Emine Taskiran1, Zeliha Matur2, Günay Gül3, Nerses Bebek4, Betül Baykan4, Aysen Gökyigit4, Candan Gürses4
1 Department of Neurology, Cerrahpasa Faculty of Medicine, Istanbul University Cerrahpasa, Istanbul, Turkey
2 Department of Neurology, Istanbul Bilim University Faculty of Medicine, Istanbul, Turkey
3 Department of Neurology, Neurology Clinic, Bakirkoy Training and Research Hospital for Psychiatric and Neurological Disorders, Istanbul, Turkey
4 Department of Neurology, Istanbul Faculty of Medicine, Istanbul University, Istanbul, Turkey
|Date of Web Publication||25-Mar-2019|
Department of Neurology, Cerrahpasa Faculty of Medicine, Istanbul University Cerrahpasa, Fatih 34098, Istanbul
Source of Support: None, Conflict of Interest: None
| Abstract|| |
Context: Seizures and accompanying situations including social, medical, and psychiatric problems threaten the quality of life (QOL) in patients with epilepsy. The World Health Organization defines health is a state of complete physical, mental, and social well-being, and not merely the absence of disease or infirmity. Aims: This study examines the prevalence of both depression and anxiety symptoms and also impact of the affective state on QOL in patients with focal epilepsy in Turkey. Settings and Design: One hundred and five patients with focal epilepsy over 18 years old were included in this study. The patients were classified into four groups according to the presence of AS and seizure control. Subjects and Methods: Patients' affective symptoms (AS) and QOL were examined using the Beck Depression Inventory (BDI), Beck Anxiety Inventory (BAI), and QOL in Epilepsy Inventory-31 (QOLIE-31). Statistical Analysis Used: We used descriptive statistics, Chi-square test, independent samples t-test, one-way analysis of variance, Mann–Whitney U-test, Kruskal–Wallis H-test, and also Pearson's and Spearman's correlation test for correlations. Results: There were positive correlations between total QOLIE-31 score and epilepsy surgery, employment, and seizure freedom, whereas negative correlations were found with antiepileptic drug use, anxiety, and depression. Statistically significant differences were found in QOLIE-31 totals and subscores between Groups 3 and 4 (P < 0.05). Conclusions: The presence of AS has a negative impact on QOL in patients with focal epilepsy. Physicians should be aware that psychiatric comorbidities in epilepsy have a severe impact and epilepsy treatment requires comprehensive management.

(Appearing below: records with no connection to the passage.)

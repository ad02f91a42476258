//! Asset registry: church property and its photographs.

use chrono::{DateTime, NaiveDate, Utc};
use rust_decimal::Decimal;
use serde::{Deserialize, Serialize};
use strum::{AsRefStr, Display, EnumString};
use uuid::Uuid;

use crate::{Result, humanize, validate};

#[derive(
  Debug, Clone, Copy, PartialEq, Eq, Serialize, Deserialize, Display,
  EnumString, AsRefStr,
)]
pub enum AssetType {
  Building,
  Furniture,
  Electronics,
  Vehicle,
  Stationery,
  Equipment,
  Consumables,
}

impl AssetType {
  /// Whether assets of this type may be rented out to external parties.
  pub fn is_rentable(self) -> bool {
    matches!(
      self,
      Self::Building | Self::Electronics | Self::Equipment | Self::Vehicle
    )
  }
}

#[derive(
  Debug, Clone, Copy, PartialEq, Eq, Serialize, Deserialize, Display,
  EnumString, AsRefStr,
)]
pub enum QuantityUnit {
  Pieces,
  Boxes,
  Packets,
  Bundles,
  Sets,
  Rolls,
  Pads,
  Reams,
  Dozens,
  Liters,
  Units,
  Pairs,
  #[serde(rename = "Square meters")]
  #[strum(serialize = "Square meters")]
  SquareMeters,
  Shelves,
  #[serde(rename = "Cubic meters")]
  #[strum(serialize = "Cubic meters")]
  CubicMeters,
  Kits,
  Batteries,
  Packs,
  Fleets,
  Plots,
  Blocks,
  Complexes,
  Towers,
  Halls,
  Rooms,
  Floors,
}

#[derive(
  Debug, Clone, Copy, PartialEq, Eq, Serialize, Deserialize, Display,
  EnumString, AsRefStr,
)]
pub enum AssetStatus {
  Good,
  #[serde(rename = "Needs Repair")]
  #[strum(serialize = "Needs Repair")]
  NeedsRepair,
  Damaged,
  Sold,
  Donated,
}

// ─── Assets ──────────────────────────────────────────────────────────────────

#[derive(Debug, Clone, PartialEq, Serialize, Deserialize)]
pub struct ChurchAsset {
  pub id:               Uuid,
  pub name:             String,
  pub asset_type:       AssetType,
  pub description:      Option<String>,
  pub acquisition_date: Option<NaiveDate>,
  pub quantity:         u32,
  pub quantity_name:    QuantityUnit,
  pub status:           AssetStatus,
  pub value:            Decimal,
  pub created_at:       DateTime<Utc>,
}

impl ChurchAsset {
  /// "N units ago" since acquisition, when the date is known.
  pub fn time_since_acquired(&self, now: DateTime<Utc>) -> Option<String> {
    self
      .acquisition_date
      .map(|date| humanize::relative_date(date, now).0)
  }
}

#[derive(Debug, Clone, Serialize, Deserialize)]
pub struct AssetForm {
  pub name:             String,
  pub asset_type:       AssetType,
  #[serde(default)]
  pub description:      Option<String>,
  #[serde(default)]
  pub acquisition_date: Option<NaiveDate>,
  #[serde(default = "one")]
  pub quantity:         u32,
  pub quantity_name:    QuantityUnit,
  pub status:           AssetStatus,
  pub value:            Decimal,
}

fn one() -> u32 { 1 }

impl AssetForm {
  pub fn validate(&self) -> Result<()> {
    validate::required("name", &self.name)?;
    validate::money_or_zero("value", self.value)
  }
}

#[derive(Debug, Clone, Default, Deserialize)]
pub struct AssetQuery {
  pub asset_type: Option<AssetType>,
  pub status:     Option<AssetStatus>,
}

// ─── Media ───────────────────────────────────────────────────────────────────

#[derive(Debug, Clone, PartialEq, Eq, Serialize, Deserialize)]
pub struct AssetMedia {
  pub id:          Uuid,
  pub asset_id:    Uuid,
  /// Path returned by file storage.
  pub image:       String,
  pub uploaded_at: DateTime<Utc>,
}

/// Directory asset photographs are stored under.
pub const MEDIA_DIR: &str = "church_assets";
// ─── Categories ──────────────────────────────────────────────────────────────

fn fetch_category<T>(conn: &Connection, table: &str, id: Uuid, decode: Decode<T>) -> Result<Option<T>> {
  let mut stmt = conn.prepare(&format!(
    "SELECT {} FROM {table} WHERE id = ?1",
    encode::CATEGORY_COLUMNS
  ))?;
  encode::first(&mut stmt, params![encode_uuid(id)], decode)
}

fn create_category<T>(
  conn: &mut Connection,
  table: &str,
  form: CategoryForm,
  decode: Decode<T>,
) -> Result<T> {
  let id = Uuid::new_v4();
  conn.execute(
    &format!(
      "INSERT INTO {table} (id, name, description, date_created, date_updated)
       VALUES (?1, ?2, ?3, ?4, ?4)"
    ),
    params![encode_uuid(id), form.name.trim(), form.description, encode_dt(encode::now())],
  )?;
  fetch_category(conn, table, id, decode)?
    .ok_or_else(|| CoreError::not_found("category", id).into())
}

fn update_category<T>(
  conn: &mut Connection,
  table: &str,
  id: Uuid,
  form: CategoryForm,
  decode: Decode<T>,
) -> Result<T> {
  let changed = conn.execute(
    &format!("UPDATE {table} SET name = ?2, description = ?3, date_updated = ?4 WHERE id = ?1"),
    params![encode_uuid(id), form.name.trim(), form.description, encode_dt(encode::now())],
  )?;
  touched(changed, "category", id)?;
  fetch_category(conn, table, id, decode)?
    .ok_or_else(|| CoreError::not_found("category", id).into())
}

fn list_categories<T>(conn: &mut Connection, table: &str, decode: Decode<T>) -> Result<Vec<T>> {
  let mut stmt = conn.prepare(&format!(
    "SELECT {} FROM {table} ORDER BY name",
    encode::CATEGORY_COLUMNS
  ))?;
  encode::collect(&mut stmt, [], decode)
}

fn delete_by_id(conn: &mut Connection, table: &str, entity: &'static str, id: Uuid) -> Result<()> {
  let changed = conn.execute(
    &format!("DELETE FROM {table} WHERE id = ?1"),
    params![encode_uuid(id)],
  )?;
  touched(changed, entity, id)
}

pub(super) fn create_offering_category(
  conn: &mut Connection,
  form: CategoryForm,
) -> Result<OfferingCategory> {
  create_category(conn, "offering_categories", form, encode::offering_category)
}

pub(super) fn update_offering_category(
  conn: &mut Connection,
  id: Uuid,
  form: CategoryForm,
) -> Result<OfferingCategory> {
  update_category(conn, "offering_categories", id, form, encode::offering_category)
}

pub(super) fn list_offering_categories(conn: &mut Connection) -> Result<Vec<OfferingCategory>> {
  list_categories(conn, "offering_categories", encode::offering_category)
}

/// Cascades to the category's offerings.
pub(super) fn delete_offering_category(conn: &mut Connection, id: Uuid) -> Result<()> {
  delete_by_id(conn, "offering_categories", "offering category", id)
}

pub(super) fn create_expense_category(
  conn: &mut Connection,
  form: CategoryForm,
) -> Result<ExpenseCategory> {
  create_category(conn, "expense_categories", form, encode::expense_category)
}

pub(super) fn update_expense_category(
  conn: &mut Connection,
  id: Uuid,
  form: CategoryForm,
) -> Result<ExpenseCategory> {
  update_category(conn, "expense_categories", id, form, encode::expense_category)
}

pub(super) fn list_expense_categories(conn: &mut Connection) -> Result<Vec<ExpenseCategory>> {
  list_categories(conn, "expense_categories", encode::expense_category)
}

pub(super) fn delete_expense_category(conn: &mut Connection, id: Uuid) -> Result<()> {
  delete_by_id(conn, "expense_categories", "expense category", id)
}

Keywords: Affective state, anxiety, depression, epilepsy, quality of life, Quality of Life in Epilepsy Inventory-31
|How to cite this article:|
Taskiran E, Matur Z, Gül G, Bebek N, Baykan B, Gökyigit A, Gürses C. The impact of affective state on quality of life in focal epilepsy in Turkey. J Neurosci Rural Pract 2019;10:267-72
|How to cite this URL:|
Taskiran E, Matur Z, Gül G, Bebek N, Baykan B, Gökyigit A, Gürses C. The impact of affective state on quality of life in focal epilepsy in Turkey. J Neurosci Rural Pract [serial online] 2019 [cited 2019 Apr 22];10:267-72. Available from: http://www.ruralneuropractice.com/text.asp?2019/10/2/267/254680
| Introduction|| |
Epilepsy is a widespread neurologic disorder, a prevalence of about 1% in Turkey, severely influencing community health.,, It threatens drastically the quality of life (QOL) in epilepsy patients because of accompanying situations including social, medical, and psychiatric problems along with seizures.
The exact aim of epilepsy treatment is still the cessation of seizures; however, the World Health Organization defines health is a state of complete physical, mental, and social well-being, and not merely the absence of disease or infirmity.
This study aims to assess the occurrence of depression and anxiety symptoms, the impact of affective symptoms (AS), and also the sociodemographic and clinical factors affecting QOL in patients with focal epilepsy in Turkey.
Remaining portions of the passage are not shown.